Now as the State of Israel turns 70, its strengths are so visible that it is easy to forget the scale of the challenges it has overcome, often with ingenious creativity, cooperation, and determination. People with few resources and limited options founded a new society in part of their ancestral homeland; revived their ancient language for daily use; and used their hands, minds, and hopes to make for themselves an independent safe haven in a world that had become catastrophically lethal for Jews. The Jewish immigrants to British Mandate Palestine, and the waves of Jews who arrived in the first decades after the founding of the state, carried trauma, displacement, loss, and weariness within their spirits, yet somehow managed to take those energies and redirect them into building a shared society that works and even prospers. Israel rose out of the ashes of destruction — not just of the Nazi Holocaust, but also of hundreds of pogroms killing tens of thousands and displacing even more, throughout Russia, Ukraine, Poland, and other parts of Europe, as well as blood libels, riots, and periodic massacres of Jews in parts of North Africa and the Middle East.

College of Israel images

Seventy years later, Israel is a country that does the amazing on a daily basis. It recycles close to 90% of its water (#1 in the world by far), and desalinates enough seawater to meet its domestic consumer needs. Its researchers have developed medicines and therapies that are improving the lives of people with autism, Alzheimer’s, spinal cord injuries, paralysis, and more. It’s currently pioneering ultrasonic surgery (surgery without cutting the body). Tel Aviv now hosts the largest annual international medical cannabis conference in the world. High-tech and green-tech in Israel have been integral to shaping the information era, and make a positive difference around the world. As a country without major deposits of natural resources, its historical investments in higher education have paid off in the form of a dynamic and diverse global economy.

Book of Ruth postage stamp
At 70, Israel remains a very young country. The place pulses with an energy whose signature is so potent and specific that people who spend time there find themselves seeking for the right words to describe its buzz. Even as it has, in many ways, moved far from its socialist and communitarian founders’ ideals, a spirit of cooperation and optimism still animates Israeli society, despite intense pressures on its citizens.
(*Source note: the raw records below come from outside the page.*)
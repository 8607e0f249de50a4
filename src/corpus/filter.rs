// Corpus cleanup: outlier removal by percentile and LaTeX preamble stripping.

use std::sync::OnceLock;

use regex_lite::Regex;
use tracing::debug;

use crate::error::{ChunkError, Result};

/// Value at quantile `q` of `values` with linear interpolation between the
/// two nearest ranks. `values` must be non-empty.
pub fn quantile(values: &[f64], q: f64) -> f64 {
    let mut sorted = values.to_vec();
    sorted.sort_by(f64::total_cmp);

    let pos = q * (sorted.len() - 1) as f64;
    let lower = pos.floor() as usize;
    let upper = pos.ceil() as usize;
    let frac = pos - lower as f64;
    sorted[lower] + (sorted[upper] - sorted[lower]) * frac
}

/// Split `rows` into `(kept, outliers)` around the `percentile` quantile of
/// `key`: rows at or below the cutoff are kept, rows above it are outliers.
/// Both halves keep input order.
pub fn remove_over_percentile<T, F>(rows: Vec<T>, key: F, percentile: f64) -> Result<(Vec<T>, Vec<T>)>
where
    F: Fn(&T) -> f64,
{
    if !(0.0..=1.0).contains(&percentile) {
        return Err(ChunkError::invalid(format!(
            "percentile must be between 0 and 1, got {percentile}"
        )));
    }
    if rows.is_empty() {
        return Ok((Vec::new(), Vec::new()));
    }

    let values: Vec<f64> = rows.iter().map(&key).collect();
    let cutoff = quantile(&values, percentile);

    let (kept, outliers): (Vec<T>, Vec<T>) = rows.into_iter().partition(|row| key(row) <= cutoff);

    debug!(
        cutoff,
        kept = kept.len(),
        outliers = outliers.len(),
        "Removed rows over percentile"
    );

    Ok((kept, outliers))
}

fn usepackage_pattern() -> &'static Regex {
    static PATTERN: OnceLock<Regex> = OnceLock::new();
    PATTERN.get_or_init(|| Regex::new(r"\\usepackage\{.*?\}").expect("valid regex"))
}

/// Remove every `\usepackage{...}` directive.
pub fn remove_latex_packages(text: &str) -> String {
    usepackage_pattern().replace_all(text, "").into_owned()
}

#[cfg(test)]
mod tests {
    use super::*;

    #[test]
    fn test_quantile_interpolates() {
        let values = [1.0, 2.0, 3.0, 4.0];
        assert_eq!(quantile(&values, 0.0), 1.0);
        assert_eq!(quantile(&values, 1.0), 4.0);
        assert!((quantile(&values, 0.5) - 2.5).abs() < 1e-12);
        assert!((quantile(&values, 0.9) - 3.7).abs() < 1e-12);
    }

    #[test]
    fn test_quantile_ignores_input_order() {
        assert!((quantile(&[4.0, 1.0, 3.0, 2.0], 0.5) - 2.5).abs() < 1e-12);
    }

    #[test]
    fn test_remove_over_percentile_partitions_in_order() {
        let rows = vec![("a", 10.0), ("b", 500.0), ("c", 20.0), ("d", 30.0)];
        let (kept, outliers) = remove_over_percentile(rows, |r| r.1, 0.75).unwrap();
        // cutoff = 30 + (500 - 30) * 0.25 = 147.5
        assert_eq!(kept, vec![("a", 10.0), ("c", 20.0), ("d", 30.0)]);
        assert_eq!(outliers, vec![("b", 500.0)]);
    }

    #[test]
    fn test_full_percentile_keeps_everything() {
        let (kept, outliers) = remove_over_percentile(vec![1.0, 2.0, 3.0], |v| *v, 1.0).unwrap();
        assert_eq!(kept.len(), 3);
        assert!(outliers.is_empty());
    }

    #[test]
    fn test_percentile_out_of_range() {
        for p in [-0.1, 1.5] {
            assert!(matches!(
                remove_over_percentile(vec![1.0], |v| *v, p),
                Err(ChunkError::InputValidation(_))
            ));
        }
    }

    #[test]
    fn test_remove_latex_packages() {
        let text = "\\documentclass{article}\n\\usepackage{amsmath}\\usepackage[utf8]{inputenc}\nBody {text}";
        let cleaned = remove_latex_packages(text);
        assert_eq!(
            cleaned,
            "\\documentclass{article}\n\\usepackage[utf8]{inputenc}\nBody {text}"
        );
    }

    #[test]
    fn test_remove_latex_packages_is_non_greedy() {
        assert_eq!(remove_latex_packages("\\usepackage{a} keep {b}"), " keep {b}");
    }
}
// Request pacing for hosted model calls.
//
// Azure OpenAI deployments enforce requests-per-minute quotas. Every client
// reserves the next free slot before sending; slots are spaced one interval
// apart, so concurrent labelling or QA calls are spread out instead of
// hitting 429s. The lock is only held while reserving, not while waiting.

use std::sync::Arc;
use tokio::sync::Mutex;
use tokio::time::{Duration, Instant};

/// Default request quota for Azure OpenAI clients.
pub const DEFAULT_REQUESTS_PER_MINUTE: u32 = 300;

/// Hands out request slots at a fixed spacing. Clones share one schedule.
#[derive(Clone)]
pub struct RateLimiter {
    interval: Duration,
    next_slot: Arc<Mutex<Option<Instant>>>,
}

impl RateLimiter {
    pub fn per_minute(requests: u32) -> Self {
        Self {
            interval: Duration::from_secs(60) / requests.max(1),
            next_slot: Arc::new(Mutex::new(None)),
        }
    }

    pub fn interval(&self) -> Duration {
        self.interval
    }

    /// Reserve the next slot and wait for it.
    pub async fn acquire(&self) {
        let slot = {
            let mut next = self.next_slot.lock().await;
            let now = Instant::now();
            let slot = next.map_or(now, |n| n.max(now));
            *next = Some(slot + self.interval);
            slot
        };
        tokio::time::sleep_until(slot).await;
    }
}

impl Default for RateLimiter {
    fn default() -> Self {
        Self::per_minute(DEFAULT_REQUESTS_PER_MINUTE)
    }
}

#[cfg(test)]
mod tests {
    use super::*;

    #[test]
    fn test_interval_from_quota() {
        assert_eq!(RateLimiter::per_minute(120).interval(), Duration::from_millis(500));
        assert_eq!(RateLimiter::per_minute(0).interval(), Duration::from_secs(60));
    }

    #[tokio::test]
    async fn test_first_slot_is_immediate() {
        let limiter = RateLimiter::per_minute(60);
        let start = Instant::now();
        limiter.acquire().await;
        assert!(start.elapsed() < Duration::from_millis(50));
    }

    #[tokio::test]
    async fn test_slots_are_spaced_across_clones() {
        let limiter = RateLimiter::per_minute(240);
        let other = limiter.clone();
        let start = Instant::now();

        limiter.acquire().await;
        other.acquire().await;
        limiter.acquire().await;

        // Third slot is two 250ms intervals after the first
        assert!(start.elapsed() >= Duration::from_millis(450));
    }
}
In a region whose peoples are suffering catastrophically in multiple failed states, Israel remains a stable state, with real elections, peaceful transitions of power, an independent judiciary, a mostly free press, strong labor unions, national health insurance, great hospitals, stable food prices, and a citizen-army that provides Jewish Israelis with the shared responsibility of defending themselves. While being a stable state isn’t an end in itself, in the Middle East it’s not something to take for granted either.
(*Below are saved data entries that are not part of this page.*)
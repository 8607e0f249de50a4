// Retrieval-augmented answering: fetch context from the index, then ask the
// model to answer from that context only.

use tracing::debug;

use super::index::VectorIndex;
use super::prompts::construct_prompt;
use crate::error::Result;
use crate::llm::traits::DEFAULT_TEMPERATURE;
use crate::llm::LanguageModel;

/// Number of chunks retrieved per question unless the caller says otherwise.
pub const DEFAULT_TOP_K: usize = 5;

/// Retrieve the `top_k` nearest chunk texts for a question, best first.
pub async fn get_context(question: &str, index: &dyn VectorIndex, top_k: usize) -> Result<Vec<String>> {
    let mut results = index.query(&[question.to_string()], top_k).await?;
    let hits = results.pop().unwrap_or_default();
    Ok(hits.into_iter().map(|h| h.document).collect())
}

/// An answer together with the context it was generated from.
#[derive(Debug, Clone)]
pub struct RagAnswer {
    pub answer: String,
    pub contexts: Vec<String>,
}

/// Answer `question` from the `top_k` retrieved chunks.
pub async fn ask(
    question: &str,
    model: &dyn LanguageModel,
    index: &dyn VectorIndex,
    top_k: usize,
) -> Result<RagAnswer> {
    let contexts = get_context(question, index, top_k).await?;
    let prompt = construct_prompt(&contexts.join("\n"), question);
    let answer = model.complete(&prompt, DEFAULT_TEMPERATURE).await?;

    debug!(
        contexts = contexts.len(),
        answer_chars = answer.len(),
        "Answered question"
    );

    Ok(RagAnswer { answer, contexts })
}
Israelis are a people who carry on despite great pressures. Their daily security conversation isn’t confined to the Israeli-Palestinian conflict, but rather considers the decisions, ideologies, and intentions of many regional governments and non-state actors. Israelis know what it feels like to have a group like Hezbollah with a stockpile of over 100,000 rockets and possible access to Syrian chemical weapons across one border, and a group like Hamas building tunnels and stockpiling mortars and rockets just across another border. It can be hard to keep in mind the courage that Israelis are being asked to manifest as part of any peace agreement that would involve Israel ceding some of its strategic power.

If only everything written above were the whole story. But in truth, there are aspects of the Jewish state that run counter to its own best ideals, which are beautifully expressed in its Declaration of Independence. As Reconstructionists, we must face these counter-currents with clarity to remain true to our tradition’s deep commitment to collective self-examination, shared moral responsibility, and the acknowledgement of harms done even in righteous causes. And so, as we mark Israel’s 70th birthday, understanding that every nation has contradictions, we also take time to acknowledge some of the ways in which Israel falls short of its own best ideals.
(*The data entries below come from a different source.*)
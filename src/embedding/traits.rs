// Embedder trait: the embedding-model collaborator.
//
// Text in, one fixed-dimension vector out per text, same order. The default
// implementation runs all-MiniLM-L6-v2 locally through ONNX Runtime; the
// Azure OpenAI deployment is the hosted alternative.

use async_trait::async_trait;
use indicatif::{ProgressBar, ProgressStyle};
use tracing::debug;

use crate::error::ServiceError;

#[async_trait]
pub trait Embedder: Send + Sync {
    /// Embed a batch of texts, returning vectors in input order.
    async fn embed(&self, texts: &[String]) -> Result<Vec<Vec<f64>>, ServiceError>;
}

/// Embed `texts` in consecutive batches of at most `batch_size`.
///
/// Batches run one after another so output order always matches input order.
pub async fn embed_in_batches(
    embedder: &dyn Embedder,
    texts: &[String],
    batch_size: usize,
) -> Result<Vec<Vec<f64>>, ServiceError> {
    if texts.is_empty() {
        return Ok(Vec::new());
    }

    let batch_size = batch_size.max(1);
    let pb = ProgressBar::new(texts.len() as u64);
    pb.set_style(
        ProgressStyle::default_bar()
            .template("  Embedding [{bar:30}] {pos}/{len} ({eta})")
            .expect("valid template"),
    );

    let mut embeddings = Vec::with_capacity(texts.len());
    for batch in texts.chunks(batch_size) {
        let vectors = embedder.embed(batch).await?;
        if vectors.len() != batch.len() {
            return Err(ServiceError::Decode(format!(
                "embedder returned {} vectors for {} texts",
                vectors.len(),
                batch.len()
            )));
        }
        embeddings.extend(vectors);
        pb.inc(batch.len() as u64);
    }
    pb.finish_and_clear();

    debug!(
        texts = texts.len(),
        batch_size, "Embedded texts in batches"
    );

    Ok(embeddings)
}

#[cfg(test)]
mod tests {
    use super::*;
    use std::sync::atomic::{AtomicUsize, Ordering};

    /// Embeds each text as [len, call_number].
    struct CountingEmbedder {
        calls: AtomicUsize,
    }

    #[async_trait]
    impl Embedder for CountingEmbedder {
        async fn embed(&self, texts: &[String]) -> Result<Vec<Vec<f64>>, ServiceError> {
            let call = self.calls.fetch_add(1, Ordering::SeqCst) as f64;
            Ok(texts.iter().map(|t| vec![t.len() as f64, call]).collect())
        }
    }

    struct ShortEmbedder;

    #[async_trait]
    impl Embedder for ShortEmbedder {
        async fn embed(&self, _texts: &[String]) -> Result<Vec<Vec<f64>>, ServiceError> {
            Ok(vec![vec![1.0]])
        }
    }

    #[tokio::test]
    async fn test_batches_preserve_order() {
        let embedder = CountingEmbedder {
            calls: AtomicUsize::new(0),
        };
        let texts: Vec<String> = ["a", "bb", "ccc", "dddd", "eeeee"]
            .iter()
            .map(|s| s.to_string())
            .collect();

        let vectors = embed_in_batches(&embedder, &texts, 2).await.unwrap();
        let lens: Vec<f64> = vectors.iter().map(|v| v[0]).collect();
        assert_eq!(lens, vec![1.0, 2.0, 3.0, 4.0, 5.0]);
        assert_eq!(embedder.calls.load(Ordering::SeqCst), 3);
        assert_eq!(vectors[4][1], 2.0);
    }

    #[tokio::test]
    async fn test_empty_input_makes_no_calls() {
        let embedder = CountingEmbedder {
            calls: AtomicUsize::new(0),
        };
        let vectors = embed_in_batches(&embedder, &[], 10).await.unwrap();
        assert!(vectors.is_empty());
        assert_eq!(embedder.calls.load(Ordering::SeqCst), 0);
    }

    #[tokio::test]
    async fn test_count_mismatch_is_an_error() {
        let texts = vec!["a".to_string(), "b".to_string()];
        let result = embed_in_batches(&ShortEmbedder, &texts, 5).await;
        assert!(matches!(result, Err(ServiceError::Decode(_))));
    }
}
20 shekel note and asimon phone tokens

First and foremost, 50 years spent occupying another people has hardened and embittered three generations of Israelis and Palestinians alike. Venture into the West Bank today, and one quickly sees that the democratic norms that are the pride of Israel proper dissolve into a different political, social, military, and moral reality. In the West Bank two different sets of laws apply, Israeli civil law to Jews living in settlements, while military law and military courts govern Palestinians still living under occupation. Separate roads have been built on land expropriated from Palestinians in order to connect settlements to Israel proper, and the ongoing expansion of settlements in the West Bank continues to shrink the physical spaces that theoretically would comprise a future Palestinian state living alongside Israel. While Israel proper is not an apartheid state, it’s notable that two former prime ministers of Israel, Ehud Olmert and Ehud Barak, have publicly stated that Israel risks slipping into a permanent apartheid-like reality in the occupied territories.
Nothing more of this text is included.